(Required action) State how many lines in the entries below contain "NonZeroUsize". Write nothing but the number.

(Stored data)
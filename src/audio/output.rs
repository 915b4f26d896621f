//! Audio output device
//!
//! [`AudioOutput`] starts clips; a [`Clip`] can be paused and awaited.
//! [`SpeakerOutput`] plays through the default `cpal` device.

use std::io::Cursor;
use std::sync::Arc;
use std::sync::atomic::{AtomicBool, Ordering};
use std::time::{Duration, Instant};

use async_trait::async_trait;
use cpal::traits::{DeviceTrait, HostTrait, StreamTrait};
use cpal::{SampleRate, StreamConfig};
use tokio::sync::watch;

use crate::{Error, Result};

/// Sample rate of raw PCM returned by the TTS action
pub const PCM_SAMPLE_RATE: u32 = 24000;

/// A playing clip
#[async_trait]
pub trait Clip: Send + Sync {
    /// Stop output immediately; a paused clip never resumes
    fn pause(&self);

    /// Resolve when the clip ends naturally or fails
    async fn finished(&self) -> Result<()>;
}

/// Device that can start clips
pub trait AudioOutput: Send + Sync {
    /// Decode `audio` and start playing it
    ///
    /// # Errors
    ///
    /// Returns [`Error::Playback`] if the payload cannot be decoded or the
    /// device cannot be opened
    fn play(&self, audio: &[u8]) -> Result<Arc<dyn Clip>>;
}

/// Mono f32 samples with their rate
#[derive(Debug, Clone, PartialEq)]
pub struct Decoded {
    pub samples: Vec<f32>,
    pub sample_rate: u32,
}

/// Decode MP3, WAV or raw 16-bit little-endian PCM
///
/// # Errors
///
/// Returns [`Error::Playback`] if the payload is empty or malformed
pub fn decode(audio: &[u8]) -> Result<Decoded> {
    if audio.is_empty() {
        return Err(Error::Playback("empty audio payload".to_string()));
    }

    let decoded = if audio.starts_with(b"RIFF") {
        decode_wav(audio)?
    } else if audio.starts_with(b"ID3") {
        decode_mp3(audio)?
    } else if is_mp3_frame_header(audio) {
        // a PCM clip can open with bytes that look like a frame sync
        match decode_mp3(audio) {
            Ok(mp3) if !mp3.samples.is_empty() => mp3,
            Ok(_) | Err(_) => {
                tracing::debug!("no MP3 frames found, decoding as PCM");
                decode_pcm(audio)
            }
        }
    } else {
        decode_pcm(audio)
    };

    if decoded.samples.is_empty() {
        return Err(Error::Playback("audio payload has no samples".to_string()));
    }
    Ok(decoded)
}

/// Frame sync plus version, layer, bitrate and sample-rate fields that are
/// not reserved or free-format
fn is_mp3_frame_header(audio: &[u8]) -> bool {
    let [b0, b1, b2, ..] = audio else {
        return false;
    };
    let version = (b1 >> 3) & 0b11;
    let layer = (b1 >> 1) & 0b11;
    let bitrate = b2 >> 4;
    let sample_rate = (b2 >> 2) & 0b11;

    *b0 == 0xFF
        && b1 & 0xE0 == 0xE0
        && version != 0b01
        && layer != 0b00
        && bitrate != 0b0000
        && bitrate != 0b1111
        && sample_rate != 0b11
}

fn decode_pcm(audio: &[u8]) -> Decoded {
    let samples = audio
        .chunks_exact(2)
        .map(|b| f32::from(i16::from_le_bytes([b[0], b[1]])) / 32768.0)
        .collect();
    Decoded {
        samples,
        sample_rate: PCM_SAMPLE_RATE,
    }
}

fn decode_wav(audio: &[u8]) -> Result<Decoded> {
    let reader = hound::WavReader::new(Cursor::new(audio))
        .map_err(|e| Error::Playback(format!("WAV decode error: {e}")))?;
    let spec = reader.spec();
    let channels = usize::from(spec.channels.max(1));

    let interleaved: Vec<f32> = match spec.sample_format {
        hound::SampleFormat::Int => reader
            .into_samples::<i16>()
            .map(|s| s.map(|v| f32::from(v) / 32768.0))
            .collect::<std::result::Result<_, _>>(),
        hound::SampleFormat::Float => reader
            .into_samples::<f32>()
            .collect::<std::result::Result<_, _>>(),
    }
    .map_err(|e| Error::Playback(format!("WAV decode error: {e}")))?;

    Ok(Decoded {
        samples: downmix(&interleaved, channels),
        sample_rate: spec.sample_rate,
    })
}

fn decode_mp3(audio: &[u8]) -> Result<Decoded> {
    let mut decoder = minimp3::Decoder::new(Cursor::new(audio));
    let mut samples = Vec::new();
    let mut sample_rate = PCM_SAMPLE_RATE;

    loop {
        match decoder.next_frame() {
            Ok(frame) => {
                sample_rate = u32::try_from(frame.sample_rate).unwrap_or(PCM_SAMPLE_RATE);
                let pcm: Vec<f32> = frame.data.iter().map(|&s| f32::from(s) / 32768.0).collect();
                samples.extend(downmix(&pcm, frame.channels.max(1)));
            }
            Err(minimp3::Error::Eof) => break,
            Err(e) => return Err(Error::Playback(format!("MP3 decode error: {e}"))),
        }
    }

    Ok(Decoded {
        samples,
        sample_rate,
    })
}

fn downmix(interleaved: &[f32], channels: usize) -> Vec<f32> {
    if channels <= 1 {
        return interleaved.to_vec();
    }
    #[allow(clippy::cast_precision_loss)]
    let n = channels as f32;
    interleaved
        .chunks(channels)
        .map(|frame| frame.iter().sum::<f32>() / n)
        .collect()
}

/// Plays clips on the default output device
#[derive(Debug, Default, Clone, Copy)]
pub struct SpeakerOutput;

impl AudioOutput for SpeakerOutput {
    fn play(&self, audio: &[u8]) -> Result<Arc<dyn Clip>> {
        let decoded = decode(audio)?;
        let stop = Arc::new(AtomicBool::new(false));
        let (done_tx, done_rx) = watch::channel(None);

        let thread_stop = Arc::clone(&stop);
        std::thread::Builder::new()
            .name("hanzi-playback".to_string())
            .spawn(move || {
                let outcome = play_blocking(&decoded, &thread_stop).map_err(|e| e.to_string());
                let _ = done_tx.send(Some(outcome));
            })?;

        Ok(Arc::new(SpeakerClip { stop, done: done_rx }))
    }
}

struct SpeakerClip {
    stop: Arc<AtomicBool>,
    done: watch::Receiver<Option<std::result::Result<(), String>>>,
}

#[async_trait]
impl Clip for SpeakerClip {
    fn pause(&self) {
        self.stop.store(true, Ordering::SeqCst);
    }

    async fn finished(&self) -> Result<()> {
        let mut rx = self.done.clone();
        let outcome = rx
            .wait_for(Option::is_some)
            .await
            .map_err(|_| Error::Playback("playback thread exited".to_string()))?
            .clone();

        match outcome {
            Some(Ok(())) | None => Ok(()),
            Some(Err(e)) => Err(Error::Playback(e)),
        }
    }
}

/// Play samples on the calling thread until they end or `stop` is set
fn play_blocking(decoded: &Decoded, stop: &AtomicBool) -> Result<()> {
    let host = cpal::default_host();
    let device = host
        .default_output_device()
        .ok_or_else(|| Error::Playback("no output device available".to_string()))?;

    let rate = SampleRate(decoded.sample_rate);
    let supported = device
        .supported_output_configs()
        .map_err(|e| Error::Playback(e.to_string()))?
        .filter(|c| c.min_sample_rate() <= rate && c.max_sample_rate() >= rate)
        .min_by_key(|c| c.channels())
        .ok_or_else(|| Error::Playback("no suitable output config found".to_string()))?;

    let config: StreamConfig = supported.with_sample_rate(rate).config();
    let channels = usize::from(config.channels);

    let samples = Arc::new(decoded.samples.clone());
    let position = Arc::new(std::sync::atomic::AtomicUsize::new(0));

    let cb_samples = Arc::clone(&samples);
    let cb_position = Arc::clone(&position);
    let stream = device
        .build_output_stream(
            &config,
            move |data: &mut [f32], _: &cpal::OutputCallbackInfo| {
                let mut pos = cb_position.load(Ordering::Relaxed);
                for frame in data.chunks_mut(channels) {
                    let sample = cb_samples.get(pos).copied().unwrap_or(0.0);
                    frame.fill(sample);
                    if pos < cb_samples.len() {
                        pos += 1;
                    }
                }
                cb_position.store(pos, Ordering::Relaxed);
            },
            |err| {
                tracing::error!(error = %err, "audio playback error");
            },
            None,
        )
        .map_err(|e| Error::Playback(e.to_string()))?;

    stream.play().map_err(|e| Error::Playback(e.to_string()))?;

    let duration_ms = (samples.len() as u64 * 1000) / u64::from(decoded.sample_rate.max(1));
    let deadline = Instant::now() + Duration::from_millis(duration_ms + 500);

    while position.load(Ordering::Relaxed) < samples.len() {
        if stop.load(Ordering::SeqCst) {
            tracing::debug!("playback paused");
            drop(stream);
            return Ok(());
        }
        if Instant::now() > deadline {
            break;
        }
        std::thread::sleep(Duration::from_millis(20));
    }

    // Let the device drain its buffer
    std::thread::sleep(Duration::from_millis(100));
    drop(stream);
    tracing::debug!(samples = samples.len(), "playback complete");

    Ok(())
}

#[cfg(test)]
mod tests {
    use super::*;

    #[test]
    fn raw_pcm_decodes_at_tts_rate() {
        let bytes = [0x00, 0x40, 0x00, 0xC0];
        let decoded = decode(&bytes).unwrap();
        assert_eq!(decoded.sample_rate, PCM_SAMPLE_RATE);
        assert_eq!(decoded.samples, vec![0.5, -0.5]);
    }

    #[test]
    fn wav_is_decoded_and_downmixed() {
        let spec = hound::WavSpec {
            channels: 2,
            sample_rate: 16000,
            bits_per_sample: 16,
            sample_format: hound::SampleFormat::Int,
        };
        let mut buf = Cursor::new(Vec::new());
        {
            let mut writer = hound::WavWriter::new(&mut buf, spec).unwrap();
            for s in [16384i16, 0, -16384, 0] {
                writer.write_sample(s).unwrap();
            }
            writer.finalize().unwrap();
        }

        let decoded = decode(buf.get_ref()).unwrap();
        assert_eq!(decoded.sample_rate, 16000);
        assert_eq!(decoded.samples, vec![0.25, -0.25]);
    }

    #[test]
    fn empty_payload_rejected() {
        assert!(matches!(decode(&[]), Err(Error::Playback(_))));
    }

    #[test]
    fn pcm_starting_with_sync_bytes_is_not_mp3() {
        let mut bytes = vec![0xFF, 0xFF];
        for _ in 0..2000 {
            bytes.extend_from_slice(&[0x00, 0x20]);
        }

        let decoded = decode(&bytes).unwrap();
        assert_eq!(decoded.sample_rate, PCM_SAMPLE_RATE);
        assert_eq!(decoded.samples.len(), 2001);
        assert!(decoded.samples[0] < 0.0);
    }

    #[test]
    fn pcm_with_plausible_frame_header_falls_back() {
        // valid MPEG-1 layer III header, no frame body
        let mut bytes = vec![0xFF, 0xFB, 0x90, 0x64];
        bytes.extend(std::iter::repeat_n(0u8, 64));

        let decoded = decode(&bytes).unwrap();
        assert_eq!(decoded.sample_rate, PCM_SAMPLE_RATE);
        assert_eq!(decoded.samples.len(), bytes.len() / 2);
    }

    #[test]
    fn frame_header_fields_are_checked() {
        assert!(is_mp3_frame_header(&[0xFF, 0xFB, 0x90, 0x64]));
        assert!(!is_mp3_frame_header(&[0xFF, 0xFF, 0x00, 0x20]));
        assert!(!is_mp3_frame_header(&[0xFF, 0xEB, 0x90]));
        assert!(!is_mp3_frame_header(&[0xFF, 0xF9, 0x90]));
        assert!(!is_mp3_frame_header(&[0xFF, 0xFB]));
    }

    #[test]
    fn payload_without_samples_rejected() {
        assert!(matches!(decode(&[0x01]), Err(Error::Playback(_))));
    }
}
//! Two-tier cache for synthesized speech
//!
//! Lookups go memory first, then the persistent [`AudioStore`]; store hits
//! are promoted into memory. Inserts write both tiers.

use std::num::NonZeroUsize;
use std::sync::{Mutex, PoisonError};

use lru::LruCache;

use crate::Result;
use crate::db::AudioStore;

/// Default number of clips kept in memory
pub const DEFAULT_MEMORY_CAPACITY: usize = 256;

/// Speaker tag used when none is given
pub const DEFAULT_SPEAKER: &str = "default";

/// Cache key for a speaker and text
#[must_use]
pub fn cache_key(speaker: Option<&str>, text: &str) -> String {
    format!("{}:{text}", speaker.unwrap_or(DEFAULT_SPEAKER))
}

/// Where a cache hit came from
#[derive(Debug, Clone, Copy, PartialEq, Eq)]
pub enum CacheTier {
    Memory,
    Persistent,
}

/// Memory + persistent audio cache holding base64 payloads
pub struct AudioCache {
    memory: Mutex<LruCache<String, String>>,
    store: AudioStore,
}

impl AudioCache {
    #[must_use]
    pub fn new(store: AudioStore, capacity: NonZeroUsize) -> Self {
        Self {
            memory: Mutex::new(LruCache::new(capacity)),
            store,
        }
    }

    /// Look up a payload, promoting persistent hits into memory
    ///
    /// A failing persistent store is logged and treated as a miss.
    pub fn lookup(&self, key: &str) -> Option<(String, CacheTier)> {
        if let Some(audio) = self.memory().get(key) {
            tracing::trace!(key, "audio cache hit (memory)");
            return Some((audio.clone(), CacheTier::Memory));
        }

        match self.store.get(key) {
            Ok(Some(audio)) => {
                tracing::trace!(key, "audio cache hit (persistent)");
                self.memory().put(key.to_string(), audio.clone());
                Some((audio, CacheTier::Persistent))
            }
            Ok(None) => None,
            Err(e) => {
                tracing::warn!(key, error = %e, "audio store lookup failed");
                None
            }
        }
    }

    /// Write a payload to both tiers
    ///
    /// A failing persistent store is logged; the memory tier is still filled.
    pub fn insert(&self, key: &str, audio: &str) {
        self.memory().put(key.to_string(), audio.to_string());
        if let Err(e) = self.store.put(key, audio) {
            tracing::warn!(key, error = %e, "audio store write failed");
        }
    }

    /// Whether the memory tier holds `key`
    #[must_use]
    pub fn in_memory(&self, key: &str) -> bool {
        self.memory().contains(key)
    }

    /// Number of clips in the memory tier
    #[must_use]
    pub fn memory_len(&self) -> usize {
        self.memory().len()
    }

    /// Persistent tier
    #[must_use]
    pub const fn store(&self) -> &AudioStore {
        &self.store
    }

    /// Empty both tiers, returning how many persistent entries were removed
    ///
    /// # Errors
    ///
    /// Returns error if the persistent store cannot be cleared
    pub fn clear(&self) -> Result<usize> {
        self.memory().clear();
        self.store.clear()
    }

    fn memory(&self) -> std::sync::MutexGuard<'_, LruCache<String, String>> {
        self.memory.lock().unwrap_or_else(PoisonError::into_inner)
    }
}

(Task solution) 2